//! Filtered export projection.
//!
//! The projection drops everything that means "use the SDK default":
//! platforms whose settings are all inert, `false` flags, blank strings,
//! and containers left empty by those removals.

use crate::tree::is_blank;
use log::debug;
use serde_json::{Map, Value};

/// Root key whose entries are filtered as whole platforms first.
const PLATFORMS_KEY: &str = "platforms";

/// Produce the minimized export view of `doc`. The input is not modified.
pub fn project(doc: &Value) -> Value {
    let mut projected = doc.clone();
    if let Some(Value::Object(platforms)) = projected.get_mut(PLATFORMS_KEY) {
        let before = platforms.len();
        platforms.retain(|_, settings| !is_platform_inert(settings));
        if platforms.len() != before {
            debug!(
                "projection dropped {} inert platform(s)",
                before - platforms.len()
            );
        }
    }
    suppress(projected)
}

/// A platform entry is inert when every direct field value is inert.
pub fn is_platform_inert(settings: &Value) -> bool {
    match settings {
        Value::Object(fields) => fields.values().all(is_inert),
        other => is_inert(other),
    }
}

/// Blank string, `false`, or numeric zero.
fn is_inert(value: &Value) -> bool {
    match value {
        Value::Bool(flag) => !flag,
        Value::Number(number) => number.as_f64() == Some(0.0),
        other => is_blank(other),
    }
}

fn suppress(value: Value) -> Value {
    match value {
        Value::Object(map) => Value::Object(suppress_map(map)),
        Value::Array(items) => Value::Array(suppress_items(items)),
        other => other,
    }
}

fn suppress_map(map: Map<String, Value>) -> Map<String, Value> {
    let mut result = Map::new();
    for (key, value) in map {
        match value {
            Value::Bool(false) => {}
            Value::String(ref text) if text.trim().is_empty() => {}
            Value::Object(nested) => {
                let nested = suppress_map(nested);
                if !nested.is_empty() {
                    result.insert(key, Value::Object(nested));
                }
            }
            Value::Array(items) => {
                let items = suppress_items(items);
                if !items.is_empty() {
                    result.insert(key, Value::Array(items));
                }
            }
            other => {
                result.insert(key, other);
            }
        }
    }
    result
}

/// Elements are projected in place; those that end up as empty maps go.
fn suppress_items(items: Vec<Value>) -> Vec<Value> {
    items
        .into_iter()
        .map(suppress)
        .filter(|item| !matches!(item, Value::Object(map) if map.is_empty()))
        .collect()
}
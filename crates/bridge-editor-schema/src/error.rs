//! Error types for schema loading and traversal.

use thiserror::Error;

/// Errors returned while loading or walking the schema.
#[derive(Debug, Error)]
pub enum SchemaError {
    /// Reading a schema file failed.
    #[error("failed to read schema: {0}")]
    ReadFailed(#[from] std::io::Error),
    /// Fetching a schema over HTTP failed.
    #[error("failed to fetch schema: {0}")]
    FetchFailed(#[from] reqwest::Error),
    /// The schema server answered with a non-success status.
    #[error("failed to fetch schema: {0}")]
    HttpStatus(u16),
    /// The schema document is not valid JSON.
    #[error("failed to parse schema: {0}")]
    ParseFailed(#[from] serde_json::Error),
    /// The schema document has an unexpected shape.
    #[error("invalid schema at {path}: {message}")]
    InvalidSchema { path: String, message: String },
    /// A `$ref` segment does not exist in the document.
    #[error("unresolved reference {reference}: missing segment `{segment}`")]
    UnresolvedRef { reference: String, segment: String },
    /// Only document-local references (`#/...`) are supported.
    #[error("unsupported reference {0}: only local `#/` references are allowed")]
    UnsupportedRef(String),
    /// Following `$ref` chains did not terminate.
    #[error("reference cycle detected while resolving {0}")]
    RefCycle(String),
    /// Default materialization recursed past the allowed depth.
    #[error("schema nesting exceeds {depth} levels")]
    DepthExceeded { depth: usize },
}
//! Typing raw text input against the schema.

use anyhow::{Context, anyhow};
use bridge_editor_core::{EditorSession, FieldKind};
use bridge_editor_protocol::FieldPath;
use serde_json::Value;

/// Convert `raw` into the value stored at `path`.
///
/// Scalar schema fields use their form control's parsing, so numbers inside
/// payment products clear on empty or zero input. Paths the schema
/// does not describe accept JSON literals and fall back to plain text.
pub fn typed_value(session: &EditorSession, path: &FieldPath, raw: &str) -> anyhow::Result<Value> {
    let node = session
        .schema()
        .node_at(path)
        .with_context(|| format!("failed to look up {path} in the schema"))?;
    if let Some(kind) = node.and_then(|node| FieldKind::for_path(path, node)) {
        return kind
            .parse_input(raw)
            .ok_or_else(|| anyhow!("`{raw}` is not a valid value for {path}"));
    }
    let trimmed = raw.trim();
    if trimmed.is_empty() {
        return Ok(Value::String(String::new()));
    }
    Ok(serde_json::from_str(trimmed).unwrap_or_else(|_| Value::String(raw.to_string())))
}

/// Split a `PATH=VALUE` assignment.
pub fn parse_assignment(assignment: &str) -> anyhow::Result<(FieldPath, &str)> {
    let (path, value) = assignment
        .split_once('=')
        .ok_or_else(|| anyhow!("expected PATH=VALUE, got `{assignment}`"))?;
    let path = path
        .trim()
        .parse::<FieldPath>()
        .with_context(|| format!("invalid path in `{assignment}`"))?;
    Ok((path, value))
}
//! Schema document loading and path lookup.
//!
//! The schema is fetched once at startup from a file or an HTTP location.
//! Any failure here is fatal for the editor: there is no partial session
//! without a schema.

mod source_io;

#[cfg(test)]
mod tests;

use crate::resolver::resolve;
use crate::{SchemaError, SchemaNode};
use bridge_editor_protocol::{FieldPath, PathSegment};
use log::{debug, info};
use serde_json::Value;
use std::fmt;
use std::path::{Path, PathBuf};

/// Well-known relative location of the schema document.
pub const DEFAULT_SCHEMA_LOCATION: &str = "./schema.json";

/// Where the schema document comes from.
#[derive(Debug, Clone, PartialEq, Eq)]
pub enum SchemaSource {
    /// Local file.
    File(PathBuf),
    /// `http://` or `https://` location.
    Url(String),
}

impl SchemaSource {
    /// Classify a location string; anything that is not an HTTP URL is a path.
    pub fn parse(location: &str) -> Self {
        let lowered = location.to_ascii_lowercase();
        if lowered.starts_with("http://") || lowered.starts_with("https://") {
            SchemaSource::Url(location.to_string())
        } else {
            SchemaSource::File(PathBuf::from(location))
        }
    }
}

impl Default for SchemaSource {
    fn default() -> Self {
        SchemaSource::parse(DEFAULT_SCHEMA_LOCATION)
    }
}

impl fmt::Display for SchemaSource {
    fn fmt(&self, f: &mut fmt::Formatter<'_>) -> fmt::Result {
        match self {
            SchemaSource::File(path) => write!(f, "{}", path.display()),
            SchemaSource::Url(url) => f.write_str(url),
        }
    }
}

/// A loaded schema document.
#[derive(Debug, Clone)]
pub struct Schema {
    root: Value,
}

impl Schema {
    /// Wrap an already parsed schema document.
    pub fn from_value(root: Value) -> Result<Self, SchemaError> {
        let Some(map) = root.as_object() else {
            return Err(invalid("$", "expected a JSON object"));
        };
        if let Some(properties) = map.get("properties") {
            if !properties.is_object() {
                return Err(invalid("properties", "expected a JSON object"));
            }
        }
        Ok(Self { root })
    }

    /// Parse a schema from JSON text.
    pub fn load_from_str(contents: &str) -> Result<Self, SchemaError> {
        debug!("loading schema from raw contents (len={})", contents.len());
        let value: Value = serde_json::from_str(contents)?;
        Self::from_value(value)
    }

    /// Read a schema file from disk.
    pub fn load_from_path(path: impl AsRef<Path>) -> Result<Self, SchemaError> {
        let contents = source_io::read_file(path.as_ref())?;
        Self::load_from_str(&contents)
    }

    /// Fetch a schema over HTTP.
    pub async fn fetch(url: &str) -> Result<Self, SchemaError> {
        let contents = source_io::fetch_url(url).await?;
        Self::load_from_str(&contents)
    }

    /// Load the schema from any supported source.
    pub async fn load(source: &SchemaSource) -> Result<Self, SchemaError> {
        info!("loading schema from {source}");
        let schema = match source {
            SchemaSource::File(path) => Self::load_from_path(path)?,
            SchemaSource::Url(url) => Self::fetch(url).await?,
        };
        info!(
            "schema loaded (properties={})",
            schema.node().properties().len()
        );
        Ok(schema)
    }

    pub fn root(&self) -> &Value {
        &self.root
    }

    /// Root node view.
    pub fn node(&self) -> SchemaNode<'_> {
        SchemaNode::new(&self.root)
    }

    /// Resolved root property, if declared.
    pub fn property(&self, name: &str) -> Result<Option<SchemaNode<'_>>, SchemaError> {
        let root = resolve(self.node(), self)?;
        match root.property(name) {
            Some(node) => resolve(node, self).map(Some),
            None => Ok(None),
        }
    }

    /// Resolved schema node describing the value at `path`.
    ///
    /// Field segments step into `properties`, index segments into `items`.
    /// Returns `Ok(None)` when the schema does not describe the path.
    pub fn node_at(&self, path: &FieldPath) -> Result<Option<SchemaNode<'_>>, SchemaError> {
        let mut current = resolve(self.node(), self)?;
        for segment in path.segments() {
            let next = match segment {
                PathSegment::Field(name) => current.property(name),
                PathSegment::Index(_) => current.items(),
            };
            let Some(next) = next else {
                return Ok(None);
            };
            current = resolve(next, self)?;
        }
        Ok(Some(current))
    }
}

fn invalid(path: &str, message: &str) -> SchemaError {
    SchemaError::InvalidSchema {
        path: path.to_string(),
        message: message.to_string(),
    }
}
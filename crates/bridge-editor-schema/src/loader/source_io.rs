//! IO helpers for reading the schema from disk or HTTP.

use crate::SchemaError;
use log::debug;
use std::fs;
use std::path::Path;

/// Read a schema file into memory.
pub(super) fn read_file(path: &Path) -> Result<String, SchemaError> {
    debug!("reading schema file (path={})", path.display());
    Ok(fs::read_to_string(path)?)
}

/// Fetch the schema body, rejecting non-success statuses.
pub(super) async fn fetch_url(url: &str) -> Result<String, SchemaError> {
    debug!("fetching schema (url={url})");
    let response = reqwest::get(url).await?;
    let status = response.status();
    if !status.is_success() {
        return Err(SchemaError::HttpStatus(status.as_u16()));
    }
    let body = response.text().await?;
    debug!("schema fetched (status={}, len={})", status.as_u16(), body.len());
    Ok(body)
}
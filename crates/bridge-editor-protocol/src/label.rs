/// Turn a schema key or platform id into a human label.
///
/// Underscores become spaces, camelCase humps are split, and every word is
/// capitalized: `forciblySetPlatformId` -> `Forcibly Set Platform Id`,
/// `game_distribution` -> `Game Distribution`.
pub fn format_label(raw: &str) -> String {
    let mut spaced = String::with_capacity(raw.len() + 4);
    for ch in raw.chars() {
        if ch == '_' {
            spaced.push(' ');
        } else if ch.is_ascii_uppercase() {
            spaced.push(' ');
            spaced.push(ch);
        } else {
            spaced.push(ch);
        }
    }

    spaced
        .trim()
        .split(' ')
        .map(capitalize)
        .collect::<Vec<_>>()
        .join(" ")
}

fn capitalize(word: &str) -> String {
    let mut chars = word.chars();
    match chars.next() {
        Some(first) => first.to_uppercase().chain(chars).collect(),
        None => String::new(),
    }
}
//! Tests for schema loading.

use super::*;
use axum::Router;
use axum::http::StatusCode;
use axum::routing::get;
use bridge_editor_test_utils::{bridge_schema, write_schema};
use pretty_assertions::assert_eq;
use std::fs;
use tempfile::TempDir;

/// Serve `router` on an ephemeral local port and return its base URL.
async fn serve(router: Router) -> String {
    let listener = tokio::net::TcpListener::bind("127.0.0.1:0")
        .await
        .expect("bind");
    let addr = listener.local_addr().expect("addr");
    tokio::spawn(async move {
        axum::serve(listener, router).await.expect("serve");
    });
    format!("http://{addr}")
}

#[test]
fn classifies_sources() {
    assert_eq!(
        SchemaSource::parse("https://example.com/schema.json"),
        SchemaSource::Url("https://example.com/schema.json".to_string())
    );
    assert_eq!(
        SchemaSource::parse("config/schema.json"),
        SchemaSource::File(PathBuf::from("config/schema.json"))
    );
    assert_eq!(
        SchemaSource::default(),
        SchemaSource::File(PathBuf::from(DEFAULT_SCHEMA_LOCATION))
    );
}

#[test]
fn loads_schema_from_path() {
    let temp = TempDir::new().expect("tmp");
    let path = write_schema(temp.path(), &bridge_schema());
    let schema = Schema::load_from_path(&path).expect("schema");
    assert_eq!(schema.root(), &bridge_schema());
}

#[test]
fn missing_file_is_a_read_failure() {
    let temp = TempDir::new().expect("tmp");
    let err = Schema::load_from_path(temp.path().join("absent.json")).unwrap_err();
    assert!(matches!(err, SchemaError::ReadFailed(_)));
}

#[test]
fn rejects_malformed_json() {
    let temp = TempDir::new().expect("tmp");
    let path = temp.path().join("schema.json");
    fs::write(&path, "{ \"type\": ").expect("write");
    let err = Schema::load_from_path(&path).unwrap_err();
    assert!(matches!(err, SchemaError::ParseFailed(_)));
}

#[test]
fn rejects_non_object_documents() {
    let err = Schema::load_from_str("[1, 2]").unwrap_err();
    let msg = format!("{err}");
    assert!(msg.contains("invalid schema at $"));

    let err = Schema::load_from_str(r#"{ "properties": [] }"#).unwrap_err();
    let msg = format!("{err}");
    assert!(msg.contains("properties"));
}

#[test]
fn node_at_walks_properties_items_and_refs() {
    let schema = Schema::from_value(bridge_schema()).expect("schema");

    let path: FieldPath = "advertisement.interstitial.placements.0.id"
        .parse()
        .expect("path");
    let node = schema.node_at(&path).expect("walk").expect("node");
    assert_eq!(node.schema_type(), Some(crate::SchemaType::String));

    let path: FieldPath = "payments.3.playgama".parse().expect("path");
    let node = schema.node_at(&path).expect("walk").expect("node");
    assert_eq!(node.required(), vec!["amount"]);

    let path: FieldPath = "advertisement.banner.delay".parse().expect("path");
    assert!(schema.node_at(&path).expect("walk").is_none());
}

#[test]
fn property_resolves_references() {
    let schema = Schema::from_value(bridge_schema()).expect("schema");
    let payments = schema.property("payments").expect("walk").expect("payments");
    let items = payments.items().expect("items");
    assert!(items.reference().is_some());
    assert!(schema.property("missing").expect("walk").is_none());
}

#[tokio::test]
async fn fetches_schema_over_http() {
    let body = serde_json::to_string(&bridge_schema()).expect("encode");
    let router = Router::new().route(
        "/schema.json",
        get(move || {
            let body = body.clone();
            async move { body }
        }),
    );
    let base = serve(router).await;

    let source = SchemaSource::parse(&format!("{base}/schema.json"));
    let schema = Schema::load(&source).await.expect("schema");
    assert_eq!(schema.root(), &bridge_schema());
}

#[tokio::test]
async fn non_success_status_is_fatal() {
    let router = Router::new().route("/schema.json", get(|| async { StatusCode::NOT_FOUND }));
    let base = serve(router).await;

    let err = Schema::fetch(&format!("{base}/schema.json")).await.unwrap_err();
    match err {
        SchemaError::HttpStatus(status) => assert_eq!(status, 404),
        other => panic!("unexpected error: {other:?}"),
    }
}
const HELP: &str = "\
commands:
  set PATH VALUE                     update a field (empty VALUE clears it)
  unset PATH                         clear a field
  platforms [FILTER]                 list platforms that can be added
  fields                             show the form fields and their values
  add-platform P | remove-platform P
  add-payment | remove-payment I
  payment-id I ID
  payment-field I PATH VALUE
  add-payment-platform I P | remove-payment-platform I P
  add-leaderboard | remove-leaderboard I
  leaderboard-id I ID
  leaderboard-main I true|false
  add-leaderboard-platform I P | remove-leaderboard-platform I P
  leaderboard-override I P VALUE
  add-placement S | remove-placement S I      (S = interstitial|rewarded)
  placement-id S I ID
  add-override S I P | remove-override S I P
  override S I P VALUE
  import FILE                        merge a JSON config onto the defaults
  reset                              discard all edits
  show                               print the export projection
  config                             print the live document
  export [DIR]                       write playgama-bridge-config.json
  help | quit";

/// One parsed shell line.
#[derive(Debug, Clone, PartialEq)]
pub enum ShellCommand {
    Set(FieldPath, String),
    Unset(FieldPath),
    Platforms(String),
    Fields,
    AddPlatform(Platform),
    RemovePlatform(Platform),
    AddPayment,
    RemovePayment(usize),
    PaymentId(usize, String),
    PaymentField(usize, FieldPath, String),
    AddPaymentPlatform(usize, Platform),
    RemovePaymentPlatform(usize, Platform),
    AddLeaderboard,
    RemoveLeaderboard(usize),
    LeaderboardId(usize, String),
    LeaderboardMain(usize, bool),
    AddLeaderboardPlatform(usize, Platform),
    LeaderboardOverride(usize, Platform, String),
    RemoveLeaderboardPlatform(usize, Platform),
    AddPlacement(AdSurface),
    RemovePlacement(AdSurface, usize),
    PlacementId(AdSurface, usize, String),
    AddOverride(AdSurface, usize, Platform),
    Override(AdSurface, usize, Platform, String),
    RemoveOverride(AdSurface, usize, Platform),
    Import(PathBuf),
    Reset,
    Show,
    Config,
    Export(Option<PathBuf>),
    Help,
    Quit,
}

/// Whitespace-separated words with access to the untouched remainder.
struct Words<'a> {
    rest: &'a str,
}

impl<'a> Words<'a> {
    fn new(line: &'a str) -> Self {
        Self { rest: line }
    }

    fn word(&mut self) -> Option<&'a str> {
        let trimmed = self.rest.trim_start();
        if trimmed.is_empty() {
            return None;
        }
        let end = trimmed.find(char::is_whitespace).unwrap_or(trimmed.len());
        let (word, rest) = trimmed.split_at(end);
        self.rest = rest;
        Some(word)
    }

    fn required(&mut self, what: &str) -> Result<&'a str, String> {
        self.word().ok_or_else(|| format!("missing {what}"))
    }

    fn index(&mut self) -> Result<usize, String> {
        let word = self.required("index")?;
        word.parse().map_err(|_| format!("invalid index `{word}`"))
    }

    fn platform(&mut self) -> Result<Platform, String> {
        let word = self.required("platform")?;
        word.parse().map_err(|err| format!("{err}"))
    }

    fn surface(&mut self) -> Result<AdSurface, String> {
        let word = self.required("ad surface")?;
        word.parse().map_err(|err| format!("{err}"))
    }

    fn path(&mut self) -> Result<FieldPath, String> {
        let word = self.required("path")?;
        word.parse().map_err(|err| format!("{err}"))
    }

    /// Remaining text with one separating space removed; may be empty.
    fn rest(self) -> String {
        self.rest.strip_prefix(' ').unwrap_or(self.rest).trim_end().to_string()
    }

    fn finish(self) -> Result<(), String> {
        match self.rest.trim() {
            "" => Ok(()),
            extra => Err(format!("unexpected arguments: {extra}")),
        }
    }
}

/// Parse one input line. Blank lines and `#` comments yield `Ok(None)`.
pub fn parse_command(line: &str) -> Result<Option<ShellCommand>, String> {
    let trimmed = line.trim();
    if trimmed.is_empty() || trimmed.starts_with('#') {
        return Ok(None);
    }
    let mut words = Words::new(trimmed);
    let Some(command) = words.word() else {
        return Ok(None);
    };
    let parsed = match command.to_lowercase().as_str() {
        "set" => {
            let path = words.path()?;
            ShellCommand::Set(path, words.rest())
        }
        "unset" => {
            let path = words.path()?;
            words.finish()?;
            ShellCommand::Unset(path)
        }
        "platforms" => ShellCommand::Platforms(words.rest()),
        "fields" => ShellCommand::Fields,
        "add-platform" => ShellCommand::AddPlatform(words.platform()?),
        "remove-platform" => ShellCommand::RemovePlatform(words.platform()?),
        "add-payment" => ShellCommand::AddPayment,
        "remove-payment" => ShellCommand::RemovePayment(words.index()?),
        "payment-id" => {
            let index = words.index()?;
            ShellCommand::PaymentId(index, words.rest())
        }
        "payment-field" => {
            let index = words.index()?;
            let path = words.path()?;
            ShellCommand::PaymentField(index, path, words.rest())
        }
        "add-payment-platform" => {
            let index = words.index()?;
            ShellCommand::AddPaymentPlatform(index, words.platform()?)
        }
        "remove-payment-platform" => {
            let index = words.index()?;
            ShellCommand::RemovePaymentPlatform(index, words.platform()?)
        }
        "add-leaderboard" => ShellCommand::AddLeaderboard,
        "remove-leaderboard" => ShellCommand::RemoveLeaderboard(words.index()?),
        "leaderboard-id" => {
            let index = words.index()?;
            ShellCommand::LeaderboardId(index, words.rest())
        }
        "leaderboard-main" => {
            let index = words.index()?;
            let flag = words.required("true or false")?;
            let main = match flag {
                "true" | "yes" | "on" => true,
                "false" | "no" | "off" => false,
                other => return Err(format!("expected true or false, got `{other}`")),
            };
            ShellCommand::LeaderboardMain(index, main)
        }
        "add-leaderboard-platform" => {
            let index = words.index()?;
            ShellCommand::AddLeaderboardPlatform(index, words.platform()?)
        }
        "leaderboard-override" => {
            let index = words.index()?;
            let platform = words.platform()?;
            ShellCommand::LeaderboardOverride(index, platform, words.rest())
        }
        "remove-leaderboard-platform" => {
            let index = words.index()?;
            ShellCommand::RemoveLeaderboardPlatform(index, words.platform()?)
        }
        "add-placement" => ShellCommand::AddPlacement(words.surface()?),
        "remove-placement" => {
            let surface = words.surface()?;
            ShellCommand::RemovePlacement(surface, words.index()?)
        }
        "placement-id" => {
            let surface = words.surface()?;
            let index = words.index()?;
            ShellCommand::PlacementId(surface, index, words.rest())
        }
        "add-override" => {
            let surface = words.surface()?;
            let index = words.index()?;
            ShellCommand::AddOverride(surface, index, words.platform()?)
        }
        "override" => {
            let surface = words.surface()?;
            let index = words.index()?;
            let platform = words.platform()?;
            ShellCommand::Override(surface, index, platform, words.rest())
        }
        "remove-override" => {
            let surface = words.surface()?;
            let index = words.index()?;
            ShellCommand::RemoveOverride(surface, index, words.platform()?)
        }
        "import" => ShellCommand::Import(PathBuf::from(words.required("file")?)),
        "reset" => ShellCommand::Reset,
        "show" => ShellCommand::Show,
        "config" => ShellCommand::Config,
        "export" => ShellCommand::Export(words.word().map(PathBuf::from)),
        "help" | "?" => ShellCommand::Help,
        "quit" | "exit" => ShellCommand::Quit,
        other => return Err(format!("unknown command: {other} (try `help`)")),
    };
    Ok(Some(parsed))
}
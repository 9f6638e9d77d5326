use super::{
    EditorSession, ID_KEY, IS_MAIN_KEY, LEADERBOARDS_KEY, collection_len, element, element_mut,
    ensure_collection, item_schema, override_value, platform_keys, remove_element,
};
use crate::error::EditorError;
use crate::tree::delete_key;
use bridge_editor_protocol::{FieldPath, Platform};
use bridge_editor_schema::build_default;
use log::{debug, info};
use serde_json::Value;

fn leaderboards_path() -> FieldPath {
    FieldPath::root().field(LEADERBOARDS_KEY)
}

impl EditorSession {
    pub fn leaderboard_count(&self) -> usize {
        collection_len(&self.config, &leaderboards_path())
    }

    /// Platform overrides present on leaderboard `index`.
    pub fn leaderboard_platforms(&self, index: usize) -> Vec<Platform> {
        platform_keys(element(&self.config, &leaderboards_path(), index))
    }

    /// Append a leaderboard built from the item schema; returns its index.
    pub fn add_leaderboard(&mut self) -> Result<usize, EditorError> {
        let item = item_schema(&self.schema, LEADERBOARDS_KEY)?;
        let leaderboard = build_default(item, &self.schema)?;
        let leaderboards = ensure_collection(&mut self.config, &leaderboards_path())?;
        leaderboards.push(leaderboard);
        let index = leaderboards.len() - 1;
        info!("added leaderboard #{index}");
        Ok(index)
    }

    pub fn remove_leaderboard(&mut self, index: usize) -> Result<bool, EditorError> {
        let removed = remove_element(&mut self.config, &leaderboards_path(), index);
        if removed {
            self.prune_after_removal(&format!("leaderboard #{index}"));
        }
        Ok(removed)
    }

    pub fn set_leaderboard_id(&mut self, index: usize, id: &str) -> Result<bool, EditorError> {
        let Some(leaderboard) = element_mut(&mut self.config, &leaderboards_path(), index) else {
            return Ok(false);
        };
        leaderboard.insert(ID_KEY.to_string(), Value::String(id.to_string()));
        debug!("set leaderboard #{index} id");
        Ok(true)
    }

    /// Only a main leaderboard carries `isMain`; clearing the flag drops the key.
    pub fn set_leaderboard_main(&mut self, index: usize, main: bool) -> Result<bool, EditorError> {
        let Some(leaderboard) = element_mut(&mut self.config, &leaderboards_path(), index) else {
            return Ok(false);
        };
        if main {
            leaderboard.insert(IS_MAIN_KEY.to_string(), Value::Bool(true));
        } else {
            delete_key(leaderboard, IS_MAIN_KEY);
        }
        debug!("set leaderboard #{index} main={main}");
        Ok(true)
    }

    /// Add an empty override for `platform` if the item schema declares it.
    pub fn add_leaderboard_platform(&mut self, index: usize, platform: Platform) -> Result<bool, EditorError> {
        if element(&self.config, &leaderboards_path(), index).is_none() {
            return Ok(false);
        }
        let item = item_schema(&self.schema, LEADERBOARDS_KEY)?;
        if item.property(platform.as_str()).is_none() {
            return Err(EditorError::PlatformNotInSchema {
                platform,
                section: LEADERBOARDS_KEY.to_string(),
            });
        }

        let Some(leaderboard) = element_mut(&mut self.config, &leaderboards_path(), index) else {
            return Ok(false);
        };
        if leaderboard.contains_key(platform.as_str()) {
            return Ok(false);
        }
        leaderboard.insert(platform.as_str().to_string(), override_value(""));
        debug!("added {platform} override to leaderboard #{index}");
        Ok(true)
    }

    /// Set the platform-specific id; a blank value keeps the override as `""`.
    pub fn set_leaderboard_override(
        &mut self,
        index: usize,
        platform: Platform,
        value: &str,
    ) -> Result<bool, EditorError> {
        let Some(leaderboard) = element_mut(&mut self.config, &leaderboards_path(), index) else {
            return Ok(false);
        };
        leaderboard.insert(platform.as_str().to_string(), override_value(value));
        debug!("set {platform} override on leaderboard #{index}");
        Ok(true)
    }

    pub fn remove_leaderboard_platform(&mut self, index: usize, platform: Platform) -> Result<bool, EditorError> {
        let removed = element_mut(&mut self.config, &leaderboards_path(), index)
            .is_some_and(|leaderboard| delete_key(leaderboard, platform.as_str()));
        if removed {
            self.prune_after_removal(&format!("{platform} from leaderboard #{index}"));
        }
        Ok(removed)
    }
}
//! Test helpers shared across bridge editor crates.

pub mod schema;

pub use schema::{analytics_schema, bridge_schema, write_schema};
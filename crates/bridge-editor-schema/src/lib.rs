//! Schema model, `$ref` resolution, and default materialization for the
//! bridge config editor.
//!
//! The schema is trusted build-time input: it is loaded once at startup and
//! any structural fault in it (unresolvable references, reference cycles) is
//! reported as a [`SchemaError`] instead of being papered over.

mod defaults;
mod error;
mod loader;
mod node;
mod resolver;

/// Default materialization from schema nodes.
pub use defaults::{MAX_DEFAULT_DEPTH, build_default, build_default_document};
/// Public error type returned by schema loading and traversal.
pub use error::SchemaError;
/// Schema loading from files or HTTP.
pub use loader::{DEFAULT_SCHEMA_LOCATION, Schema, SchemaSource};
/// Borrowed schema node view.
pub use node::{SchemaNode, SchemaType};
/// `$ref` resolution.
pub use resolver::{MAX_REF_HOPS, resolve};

########

> The task: Tell how many lines of the data above contain the word "LeaderboardOverride", giving the number by itself.

> Answer: 2